実際の所はゴーレム核を用意したり魔力を込めたりと、いろいろな手間がかかってしまう為、決して効率が良いものとは言えないのだが……それでも一度作って起動してしまえば、ああいう使い方が出来るのがゴーレムの良さであり……シンもまた自らを褒められたような気分で微笑みながらうんうんと頷く。

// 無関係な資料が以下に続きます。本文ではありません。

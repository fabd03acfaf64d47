//! Error kinds and source spans shared across every stage of the pipeline.
//!
//! A [`Span`] is carried by nearly every AST and value node; it identifies
//! the source text a diagnostic should highlight. [`SassError`] is the one
//! error type every public entry point returns — parse errors, runtime
//! errors, import failures, `@extend` failures, and I/O failures all funnel
//! through here so a host only has to handle one `Result`.

use std::fmt;
use std::sync::Arc;

use url::Url;

/// A loaded source file, kept alive for as long as any span might need to
/// highlight it.
#[derive(Debug, Clone)]
pub struct SourceFile {
    /// The canonical URL this text was loaded from (or a synthetic one for
    /// in-memory/stdin input).
    pub url: Url,
    /// The full source text.
    pub text: Arc<str>,
}

impl SourceFile {
    /// Wrap a URL and its text for span attribution.
    #[must_use]
    pub fn new(url: Url, text: impl Into<Arc<str>>) -> Self {
        Self {
            url,
            text: text.into(),
        }
    }

    /// Convert a byte offset into a 1-based `(line, column)` pair.
    #[must_use]
    pub fn line_col(&self, offset: usize) -> (usize, usize) {
        let mut line = 1;
        let mut col = 1;
        for (i, ch) in self.text.char_indices() {
            if i >= offset {
                break;
            }
            if ch == '\n' {
                line += 1;
                col = 1;
            } else {
                col += 1;
            }
        }
        (line, col)
    }
}

/// A byte-offset range into a [`SourceFile`], used for diagnostics and
/// source maps. Not part of any node's structural equality.
#[derive(Debug, Clone)]
pub struct Span {
    /// The file this span refers to.
    pub source: Arc<SourceFile>,
    /// Byte offset of the first character covered by this span.
    pub start: usize,
    /// Byte offset one past the last character covered by this span.
    pub end: usize,
}

impl Span {
    /// Construct a span over `[start, end)` in `source`.
    #[must_use]
    pub fn new(source: Arc<SourceFile>, start: usize, end: usize) -> Self {
        Self { source, start, end }
    }

    /// The text this span covers.
    #[must_use]
    pub fn text(&self) -> &str {
        &self.source.text[self.start..self.end]
    }

    /// Merge two spans from the same source into one spanning both.
    #[must_use]
    pub fn merge(&self, other: &Span) -> Span {
        Span {
            source: Arc::clone(&self.source),
            start: self.start.min(other.start),
            end: self.end.max(other.end),
        }
    }
}

impl PartialEq for Span {
    fn eq(&self, _other: &Self) -> bool {
        // Spans are positional metadata, not structural content; AST/value
        // equality never depends on where something came from.
        true
    }
}
impl Eq for Span {}

/// One frame of a runtime error's stack trace: the span active when the
/// error propagated through it, and a human label (`"@mixin foo"`, a
/// function name, `"root stylesheet"`).
#[derive(Debug, Clone)]
pub struct StackFrame {
    /// Where execution was when this frame was active.
    pub span: Span,
    /// A label describing what this frame represents.
    pub label: String,
}

/// The single error type returned by every fallible public `sass-core`
/// operation.
#[derive(Debug, thiserror::Error)]
pub enum SassError {
    /// A syntactic violation. Always fatal; parsing stops at the first one.
    #[error("{message}")]
    Parse {
        /// What was wrong.
        message: String,
        /// Where it was wrong.
        span: Span,
    },

    /// A violation discovered while evaluating an otherwise well-formed
    /// tree: type mismatches, incompatible units, undefined names, failed
    /// assertions, `@error` statements.
    #[error("{message}")]
    Runtime {
        /// What went wrong.
        message: String,
        /// The span active when the error was raised.
        span: Span,
        /// The call stack at the point of the error, innermost first.
        trace: Vec<StackFrame>,
    },

    /// A `@use`/`@import`/`@forward` target could not be resolved: not
    /// found, ambiguous between several candidate files, part of an import
    /// cycle, or rejected by the importer itself.
    #[error("{message}")]
    Import {
        /// What went wrong trying to load the URL.
        message: String,
        /// The span of the load directive.
        span: Span,
    },

    /// `@extend` was asked to do something it cannot: cross a media
    /// boundary, or extend something that isn't a simple/compound
    /// selector.
    #[error("{message}")]
    Extend {
        /// What went wrong.
        message: String,
        /// The span of the `@extend` rule.
        span: Span,
    },

    /// A failure from the I/O capability (file not found, permission
    /// denied, and so on), surfaced with the path or URL that failed.
    #[error("I/O error for {path}: {source}")]
    Io {
        /// The path or URL that could not be read.
        path: String,
        /// The underlying error.
        #[source]
        source: std::io::Error,
    },
}

impl SassError {
    /// Construct a [`SassError::Parse`].
    #[must_use]
    pub fn parse(message: impl Into<String>, span: Span) -> Self {
        Self::Parse {
            message: message.into(),
            span,
        }
    }

    /// Construct a [`SassError::Runtime`] with an empty trace; callers
    /// append frames as the error propagates outward.
    #[must_use]
    pub fn runtime(message: impl Into<String>, span: Span) -> Self {
        Self::Runtime {
            message: message.into(),
            span,
            trace: Vec::new(),
        }
    }

    /// Push a stack frame onto a runtime error as it propagates through a
    /// mixin/function/import boundary. A no-op for non-runtime errors.
    #[must_use]
    pub fn with_frame(mut self, frame: StackFrame) -> Self {
        if let Self::Runtime { trace, .. } = &mut self {
            trace.push(frame);
        }
        self
    }

    /// Construct a [`SassError::Import`].
    #[must_use]
    pub fn import(message: impl Into<String>, span: Span) -> Self {
        Self::Import {
            message: message.into(),
            span,
        }
    }

    /// Construct a [`SassError::Extend`].
    #[must_use]
    pub fn extend(message: impl Into<String>, span: Span) -> Self {
        Self::Extend {
            message: message.into(),
            span,
        }
    }

    /// The primary span associated with this error, if any (I/O errors have
    /// none — they may originate before any span exists).
    #[must_use]
    pub fn primary_span(&self) -> Option<&Span> {
        match self {
            Self::Parse { span, .. }
            | Self::Runtime { span, .. }
            | Self::Import { span, .. }
            | Self::Extend { span, .. } => Some(span),
            Self::Io { .. } => None,
        }
    }
}

/// Convenience alias used throughout the crate.
pub type SassResult<T> = Result<T, SassError>;

impl fmt::Display for StackFrame {
    fn fmt(&self, f: &mut fmt::Formatter<'_>) -> fmt::Result {
        let (line, col) = self.span.source.line_col(self.span.start);
        write!(
            f,
            "{} ({}:{}:{})",
            self.label,
            self.span.source.url,
            line,
            col
        )
    }
}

……と、シン達がそうしていると、ゴーレム達の働きっぷりを見守っていたらしい騎乗の人、短い銀髪と質素な服装が特徴の、巡行騎士団長……フィンがシン達に気付いて、脚を引き締め馬に指示を伝えて街道に出て、近づいてきて……シン達の馬車に並走する形で声をかけてくる。
「シン君! よくぞ無事で!
こんなに早く再開できるとは、驚かされましたな!」
そう言ってくる懐かしい顔に、シンは笑顔で頷いてから言葉を返す。
「はい、自分でもこんなに早く帰ってくることになるとは思っていませんでした!」
「でしょうな。
いやいや、しかし元気そうで何よりです。
……してそちらの、風変わりなご友人は?」
そう言ってフィンがロビンへと視線を向けて、ロビンがどう反応したら良いのかと頭を掻く中、シンは簡単に……これまでの旅路のことを説明していく。
獣人の住む森へと足を踏み入れたこと。
そこでロビンと知り合ったこと。
ロビンと共に魔物達と戦ったこと。
魔物達と戦う中で思うことがあり、一度先生に会って話を聞きたくなったこと。
その為に道を引き返してきたこと。
森の位置や、獣神のことなど、獣人達にとって秘密にしておきたいだろう部分はしっかりと伏せつつ、ロビンが大事な友人であること、旅の仲間であることを説明し……フィンはそんなシンの言葉一つ一つに頷き感嘆し……そうしてから言葉を返す。
「……なるほど、そういうことでしたか。
私も獣人に関しては知識として知ってはいましたが、こうしてお目にかかるのは初めてのことです。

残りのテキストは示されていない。